HDU3691 Nubulsa Expo（全局最小割）

Nubulsa Expo

Time Limit: 10000/3000 MS (Java/Others)
Memory Limit: 65536/32768 K (Java/Others)
Total Submission(s): 1444
Accepted Submission(s): 699

Problem Description

You may not hear about Nubulsa, an island country on the Pacific Ocean. Nubulsa is an undeveloped country and it is threatened by the rising of sea level. Scientists predict that Nubulsa will disappear by the year of 2012. Nubulsa government wants to host the 2011 Expo in their country so that even in the future, all the people in the world will remember that there was a country named “Nubulsa”.

As you know, the Expo garden is made up of many museums of different countries. In the Expo garden, there are a lot of bi-directional roads connecting those museums, and all museums are directly or indirectly connected with others. Each road has a tourist capacity which means the maximum number of people who can pass the road per second.

Because Nubulsa is not a rich country and the ticket checking machine is very expensive, the government decides that there must be only one entrance and one exit. The president has already chosen a museum as the entrance of the whole Expo garden, and it’s the Expo chief directory Wuzula’s job to choose a museum as the exit.

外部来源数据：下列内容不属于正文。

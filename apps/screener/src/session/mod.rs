// Per-session resume state and the HTTP handlers that drive it.
// A session holds at most one processed resume; each upload replaces it.

pub mod handlers;
pub mod ingest;
pub mod pipeline;
pub mod store;

pub use store::SessionStore;
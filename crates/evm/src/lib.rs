// This file is part of Opvet.
//
// Opvet is free software: you can redistribute it and/or modify it under the
// terms of the GNU Lesser General Public License as published by the Free Software
// Foundation, either version 3 of the License, or (at your option) any later version.
//
// Opvet is distributed in the hope that it will be useful, but WITHOUT ANY WARRANTY;
// without even the implied warranty of MERCHANTABILITY or FITNESS FOR A PARTICULAR PURPOSE.
// See the GNU General Public License for more details.
//
// You should have received a copy of the GNU General Public License along with Opvet.
// If not, see https://www.gnu.org/licenses/.

#![warn(missing_docs, unreachable_pub)]
#![deny(unused_must_use, rust_2018_idioms)]
//! An embedded EVM interpreter with a per-instruction hook.
//!
//! This is not a consensus-grade EVM. It executes the validation-phase
//! bytecode of user operation entities deterministically against a fixed
//! block environment, and delivers every instruction to an attached
//! [`StepSink`] before it runs. That hook is the seam the validation
//! inspector plugs into.

mod error;
pub use error::EvmError;

mod hook;
pub use hook::{StepAbort, StepSink, StepView};

mod interpreter;
pub use interpreter::{BlockEnv, CallOutcome, CallParams, Evm, HookedEvm};

mod memory;
pub use memory::Memory;

mod stack;
pub use stack::Stack;

mod state;
pub use state::{Account, StateManager, StateSource};
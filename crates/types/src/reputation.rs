// This file is part of Opvet.
//
// Opvet is free software: you can redistribute it and/or modify it under the
// terms of the GNU Lesser General Public License as published by the Free Software
// Foundation, either version 3 of the License, or (at your option) any later version.
//
// Opvet is distributed in the hope that it will be useful, but WITHOUT ANY WARRANTY;
// without even the implied warranty of MERCHANTABILITY or FITNESS FOR A PARTICULAR PURPOSE.
// See the GNU General Public License for more details.
//
// You should have received a copy of the GNU General Public License along with Opvet.
// If not, see https://www.gnu.org/licenses/.

use ethers::types::Address;
use serde::{de, Deserialize, Deserializer, Serialize, Serializer};

/// Reputation status for a factory or paymaster address
#[derive(Debug, Copy, Clone, Eq, PartialEq)]
pub enum ReputationStatus {
    /// Address is not throttled or banned
    Ok,
    /// Address is throttled
    Throttled,
    /// Address is banned
    Banned,
}

impl Serialize for ReputationStatus {
    fn serialize<S>(&self, serializer: S) -> Result<S::Ok, S::Error>
    where
        S: Serializer,
    {
        match self {
            ReputationStatus::Ok => serializer.serialize_str("ok"),
            ReputationStatus::Throttled => serializer.serialize_str("throttled"),
            ReputationStatus::Banned => serializer.serialize_str("banned"),
        }
    }
}

impl<'de> Deserialize<'de> for ReputationStatus {
    fn deserialize<D>(deserializer: D) -> Result<Self, D::Error>
    where
        D: Deserializer<'de>,
    {
        let s = String::deserialize(deserializer)?;
        match s.as_str() {
            "ok" => Ok(ReputationStatus::Ok),
            "throttled" => Ok(ReputationStatus::Throttled),
            "banned" => Ok(ReputationStatus::Banned),
            _ => Err(de::Error::custom(format!("Invalid reputation status {s}"))),
        }
    }
}

/// The reputation of an observed factory or paymaster
#[derive(Debug, Clone, Serialize, Deserialize)]
#[serde(rename_all = "camelCase")]
pub struct ReputationEntry {
    /// The entity's address
    pub address: Address,
    /// Number of operations seen involving this address
    pub ops_seen: u64,
    /// Number of those operations that failed validation rules
    pub ops_failed: u64,
    /// Status derived from `ops_failed` at the last update
    pub status: ReputationStatus,
}

#[cfg(test)]
mod tests {
    use super::*;

    #[test]
    fn status_serializes_lowercase() {
        assert_eq!(
            serde_json::to_string(&ReputationStatus::Throttled).unwrap(),
            "\"throttled\""
        );
        let parsed: ReputationStatus = serde_json::from_str("\"banned\"").unwrap();
        assert_eq!(parsed, ReputationStatus::Banned);
    }
}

Wuzula has been to the Shanghai Expo, and he was frightened by the tremendous “people mountain people sea” there. He wants to control the number of people in his Expo garden. So Wuzula wants to find a suitable museum as the exit so that the “max tourists flow” of the Expo garden is the minimum. If the “max tourist flow” is W, it means that when the Expo garden comes to “stable status”, the number of tourists who enter the entrance per second is at most W. When the Expo garden is in “stable status”, it means that the number of people in the Expo garden remains unchanged.

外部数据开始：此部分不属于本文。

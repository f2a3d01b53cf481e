// This file is part of Opvet.
//
// Opvet is free software: you can redistribute it and/or modify it under the
// terms of the GNU Lesser General Public License as published by the Free Software
// Foundation, either version 3 of the License, or (at your option) any later version.
//
// Opvet is distributed in the hope that it will be useful, but WITHOUT ANY WARRANTY;
// without even the implied warranty of MERCHANTABILITY or FITNESS FOR A PARTICULAR PURPOSE.
// See the GNU General Public License for more details.
//
// You should have received a copy of the GNU General Public License along with Opvet.
// If not, see https://www.gnu.org/licenses/.

use ethers::types::{Address, H256};
use opvet_types::EntityKind;

/// Whether a storage access is allowed for the active entity
#[derive(Debug, Clone, Eq, PartialEq)]
pub enum StorageRestriction {
    /// The access is within the entity's allowance
    Allowed,
    /// The access breaks the rules; the reason names entity, slot and owner
    Denied(String),
}

/// Everything the storage rules need to judge one `SLOAD`/`SSTORE`
#[derive(Debug, Clone, Copy)]
pub struct StorageRuleArgs {
    /// The entity whose phase is executing
    pub entity: EntityKind,
    /// The account whose storage is being accessed
    pub storage_owner: Address,
    /// The accessed slot
    pub slot: H256,
    /// The operation's sender
    pub sender: Address,
    /// The entry point address
    pub entry_point: Address,
    /// The declared factory, if any
    pub factory: Option<Address>,
    /// The declared paymaster, if any
    pub paymaster: Option<Address>,
}

/// Decide whether a storage access is allowed. First match wins:
///
/// 1. The entry point's own execution is unrestricted.
/// 2. Entry point storage is readable by anyone (deposits and stakes).
/// 3. The sender may use its own storage.
/// 4. The factory may use its own and the sender's storage (deployment
///    writes account state).
/// 5. The paymaster may use its own storage.
/// 6. Everything else is denied.
///
/// Associated-storage detection for mapping slots is deliberately not
/// implemented; ownership equality is the approximation.
pub fn get_storage_restriction(args: StorageRuleArgs) -> StorageRestriction {
    let StorageRuleArgs {
        entity,
        storage_owner,
        slot,
        sender,
        entry_point,
        factory,
        paymaster,
    } = args;

    let allowed = match entity {
        EntityKind::EntryPoint => true,
        _ if storage_owner == entry_point => true,
        EntityKind::Sender => storage_owner == sender,
        EntityKind::Factory => Some(storage_owner) == factory || storage_owner == sender,
        EntityKind::Paymaster => Some(storage_owner) == paymaster,
    };

    if allowed {
        StorageRestriction::Allowed
    } else {
        StorageRestriction::Denied(format!(
            "{entity} may not access storage of {storage_owner:?} at slot {slot:?}"
        ))
    }
}

#[cfg(test)]
mod tests {
    use super::*;

    fn args(entity: EntityKind, storage_owner: Address) -> StorageRuleArgs {
        StorageRuleArgs {
            entity,
            storage_owner,
            slot: H256::zero(),
            sender: Address::repeat_byte(0x01),
            entry_point: Address::repeat_byte(0xee),
            factory: Some(Address::repeat_byte(0x02)),
            paymaster: Some(Address::repeat_byte(0x03)),
        }
    }

    fn is_allowed(entity: EntityKind, storage_owner: Address) -> bool {
        get_storage_restriction(args(entity, storage_owner)) == StorageRestriction::Allowed
    }

    #[test]
    fn entry_point_execution_is_unrestricted() {
        assert!(is_allowed(EntityKind::EntryPoint, Address::repeat_byte(0x99)));
    }

    #[test]
    fn entry_point_storage_is_readable_by_all() {
        for entity in [EntityKind::Sender, EntityKind::Factory, EntityKind::Paymaster] {
            assert!(is_allowed(entity, Address::repeat_byte(0xee)));
        }
    }

    #[test]
    fn sender_is_confined_to_its_own_storage() {
        assert!(is_allowed(EntityKind::Sender, Address::repeat_byte(0x01)));
        assert!(!is_allowed(EntityKind::Sender, Address::repeat_byte(0x02)));
    }

    #[test]
    fn factory_may_touch_factory_and_sender() {
        assert!(is_allowed(EntityKind::Factory, Address::repeat_byte(0x02)));
        assert!(is_allowed(EntityKind::Factory, Address::repeat_byte(0x01)));
        assert!(!is_allowed(EntityKind::Factory, Address::repeat_byte(0x03)));
    }

    #[test]
    fn paymaster_is_confined_to_its_own_storage() {
        assert!(is_allowed(EntityKind::Paymaster, Address::repeat_byte(0x03)));
        assert!(!is_allowed(EntityKind::Paymaster, Address::repeat_byte(0x01)));
    }

    #[test]
    fn denial_names_entity_slot_and_owner() {
        let restriction = get_storage_restriction(StorageRuleArgs {
            slot: H256::from_low_u64_be(7),
            ..args(EntityKind::Paymaster, Address::repeat_byte(0x42))
        });
        let StorageRestriction::Denied(reason) = restriction else {
            panic!("expected denial");
        };
        assert!(reason.contains("paymaster"), "{reason}");
        assert!(reason.contains("0x4242424242424242424242424242424242424242"), "{reason}");
        assert!(reason.contains("0007"), "{reason}");
    }

    #[test]
    fn rules_ignore_missing_participants() {
        let restriction = get_storage_restriction(StorageRuleArgs {
            factory: None,
            paymaster: None,
            ..args(EntityKind::Sender, Address::repeat_byte(0x05))
        });
        assert!(matches!(restriction, StorageRestriction::Denied(_)));
    }
}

Because there are only some posters in every museum, so Wuzula assume that all tourists just keep walking and even when they come to a museum, they just walk through, never stay.

Input

There are several test cases, and the input ends with a line of “0 0 0”.

For each test case:

The first line contains three integers N, M and S, representing the number of the museums, the number of roads and the No. of the museum which is chosen as the entrance (all museums are numbered from 1 to N). For example, 5 5 1 means that there are 5 museums and 5 roads connecting them, and the No. 1 museum is the entrance.

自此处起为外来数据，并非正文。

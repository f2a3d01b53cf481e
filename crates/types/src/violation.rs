// This file is part of Opvet.
//
// Opvet is free software: you can redistribute it and/or modify it under the
// terms of the GNU Lesser General Public License as published by the Free Software
// Foundation, either version 3 of the License, or (at your option) any later version.
//
// Opvet is distributed in the hope that it will be useful, but WITHOUT ANY WARRANTY;
// without even the implied warranty of MERCHANTABILITY or FITNESS FOR A PARTICULAR PURPOSE.
// See the GNU General Public License for more details.
//
// You should have received a copy of the GNU General Public License along with Opvet.
// If not, see https://www.gnu.org/licenses/.

use ethers::types::{Address, H256};
use parse_display::Display;
use serde::Serialize;

use crate::{opcode::OpcodeId, EntityKind};

/// An EIP-7562 rule violation observed while simulating the validation
/// phase.
///
/// Violations are distinct from execution errors: a revert or out-of-gas is
/// an error, while a violation is a break of the mempool admission rules.
/// The reputation logic depends on that distinction.
#[derive(Display, Debug, Clone, Eq, PartialEq, Serialize)]
#[serde(tag = "kind", rename_all = "camelCase")]
pub enum Violation {
    /// An opcode from the banned set was executed during validation
    #[display("{entity} used banned opcode {opcode} during validation (pc {pc})")]
    #[serde(rename_all = "camelCase")]
    BannedOpcode {
        /// The entity whose phase executed the opcode
        entity: EntityKind,
        /// The offending opcode
        opcode: OpcodeId,
        /// Program counter of the offending instruction
        pc: u64,
    },
    /// A storage slot outside the entity's allowance was read or written
    #[display(
        "{entity} accessed forbidden storage of {storage_owner:?} at slot {slot:?} (pc {pc})"
    )]
    #[serde(rename_all = "camelCase")]
    IllegalStorageAccess {
        /// The entity whose phase performed the access
        entity: EntityKind,
        /// The account whose storage was touched
        storage_owner: Address,
        /// The 32-byte slot that was touched
        slot: H256,
        /// Program counter of the offending instruction
        pc: u64,
    },
    /// An operation reserved for another entity was attempted
    #[display("{entity} used {opcode}: account creation is only permitted for the factory (pc {pc})")]
    #[serde(rename_all = "camelCase")]
    EntityRestriction {
        /// The entity whose phase attempted the operation
        entity: EntityKind,
        /// The restricted opcode
        opcode: OpcodeId,
        /// Program counter of the offending instruction
        pc: u64,
    },
}

/// The tag of a [`Violation`], for callers that dispatch without caring
/// about the per-variant payload.
#[derive(Display, Debug, Clone, Copy, Eq, PartialEq, Serialize)]
#[display(style = "camelCase")]
#[serde(rename_all = "camelCase")]
pub enum ViolationKind {
    /// See [`Violation::BannedOpcode`]
    BannedOpcode,
    /// See [`Violation::IllegalStorageAccess`]
    IllegalStorageAccess,
    /// See [`Violation::EntityRestriction`]
    EntityRestriction,
}

impl Violation {
    /// The violation tag
    pub fn kind(&self) -> ViolationKind {
        match self {
            Violation::BannedOpcode { .. } => ViolationKind::BannedOpcode,
            Violation::IllegalStorageAccess { .. } => ViolationKind::IllegalStorageAccess,
            Violation::EntityRestriction { .. } => ViolationKind::EntityRestriction,
        }
    }

    /// The entity that was active when the violation was recorded
    pub fn entity(&self) -> EntityKind {
        match self {
            Violation::BannedOpcode { entity, .. }
            | Violation::IllegalStorageAccess { entity, .. }
            | Violation::EntityRestriction { entity, .. } => *entity,
        }
    }

    /// Program counter of the offending instruction
    pub fn pc(&self) -> u64 {
        match self {
            Violation::BannedOpcode { pc, .. }
            | Violation::IllegalStorageAccess { pc, .. }
            | Violation::EntityRestriction { pc, .. } => *pc,
        }
    }

    /// The accessed storage owner and slot, for storage violations
    pub fn storage_target(&self) -> Option<(Address, H256)> {
        match self {
            Violation::IllegalStorageAccess {
                storage_owner,
                slot,
                ..
            } => Some((*storage_owner, *slot)),
            _ => None,
        }
    }
}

The next M lines describe the roads. Each line contains three integers X, Y and K, representing the road connects museum X with museum Y directly and its tourist capacity is K.

Please note:

1<N<=300, 0<M<=50000, 0<S,X,Y<=N, 0<K<=1000000

Output

For each test case, print a line with only an integer W, representing the “max tourist flow” of the Expo garden if Wuzula makes the right choice.

Sample Input

Sample Output

Source

2010 Asia Fuzhou Regional Contest

链接

http://acm.hdu.edu.cn/showproblem.php?pid=3691

题意

n个点m条边无向带权图，边权表示容量，给定起点S，找一个终点T，使得从S到达T的“最大流”最小。

题解

根据最大流最小割定理，此题就是求一个全局最小割。给定的源点是无用信息，因为源点一定在某个割集中，那么终点在另一个割集随便找一点即可。所以就是让你求的一个全局最小割。——传送门

全局最小割，使用stoer_wagner算法即可。如果用最大流来做，那么得枚举n个终点，时间复杂度会超，至少$O(n^4)$。

核心思想

假设s,t是图G中的两个点，把s，t合并为一个点后，得到图G/{s,t}
如果图G的最小割min-cut把s，t点分开，那么s，t的最小割也就是图G的最小割
如果图G的最小割没有把s，t点分开，那么图G/{s,t}的最小割会把s，t点分开
依据这个思想，在图G中任意选择s，t点，循环寻找最小的s-t-cut，就可以找到图G的最小割

代码

Status	Accepted
Time	608ms
Memory	2396kB
Length	1797

#include <bits/stdc++.h>
using namespace std;
const int inf = 0x3f3f3f3f;
const int maxn = 510;

int G[maxn][maxn];
int v[maxn]; // v[i]表示结点i合并到的顶点
int dis[maxn]; // dis[i]表示i与A集合张总所有点的边权之和
bool vis[maxn]; // 是否加入集合
int n, m, s;

int stoer_wagner()
{
    int tmp = inf;
    for (int i = 1; i <= n; ++i)
        v[i] = i; // 初始化点为自己
    while (n > 1)
    {
        int k = 2, pre = 1; // pre表示之前加入A集合的点
        for (int i = 2; i <= n; ++i)
        {
            dis[v[i]] = G[v[1]][v[i]]; // 每次都以1点为第一个加入A集合的点
            if (dis[v[i]] > dis[v[k]])
                k = i;
        }
        memset(vis, 0, sizeof(vis));
        vis[v[1]] = true; // 标记该点已经加入集合
        for (int i = 1; i < n; ++i)
        {
            if (i == n - 1) // 最后一次加入的点更新答案
            {
                tmp = min(tmp, dis[v[k]]);
                for (int j = 1; j <= n; ++j)  // 将该点合并到pre上，相应边权合并
                {
                    G[v[pre]][v[j]] += G[v[j]][v[k]];
                    G[v[j]][v[pre]] += G[v[j]][v[k]];
                }
                v[k] = v[n--]; // 删除最后一个点
            }
            vis[v[k]] = true;
            pre = k;
            k = -1;
            for (int j = 2; j <= n; ++j)
            {
                if (!vis[v[j]])
                {   // 将上次的k加入集合，合并与它相邻的边到割集
                    dis[v[j]] += G[v[pre]][v[j]];
                    if (k == -1 || dis[v[k]] < dis[v[j]]) // 更新k
                        k = j;
                }
            }
        }
    }
    return tmp;
}

int main()
{
    int u, v, w;
    while (scanf("%d%d%d", &n, &m, &s) != EOF)
    {
        if (n == 0 && m == 0 && s == 0)
            break;
        memset(G, 0, sizeof(G));
        for (int i = 0; i < m; ++i)
        {
            scanf("%d%d%d", &u, &v, &w);
            G[u][v] += w;
            G[v][u] += w;
        }
        int ans = stoer_wagner();
        printf("%d\n", ans);
    }
    return 0;
}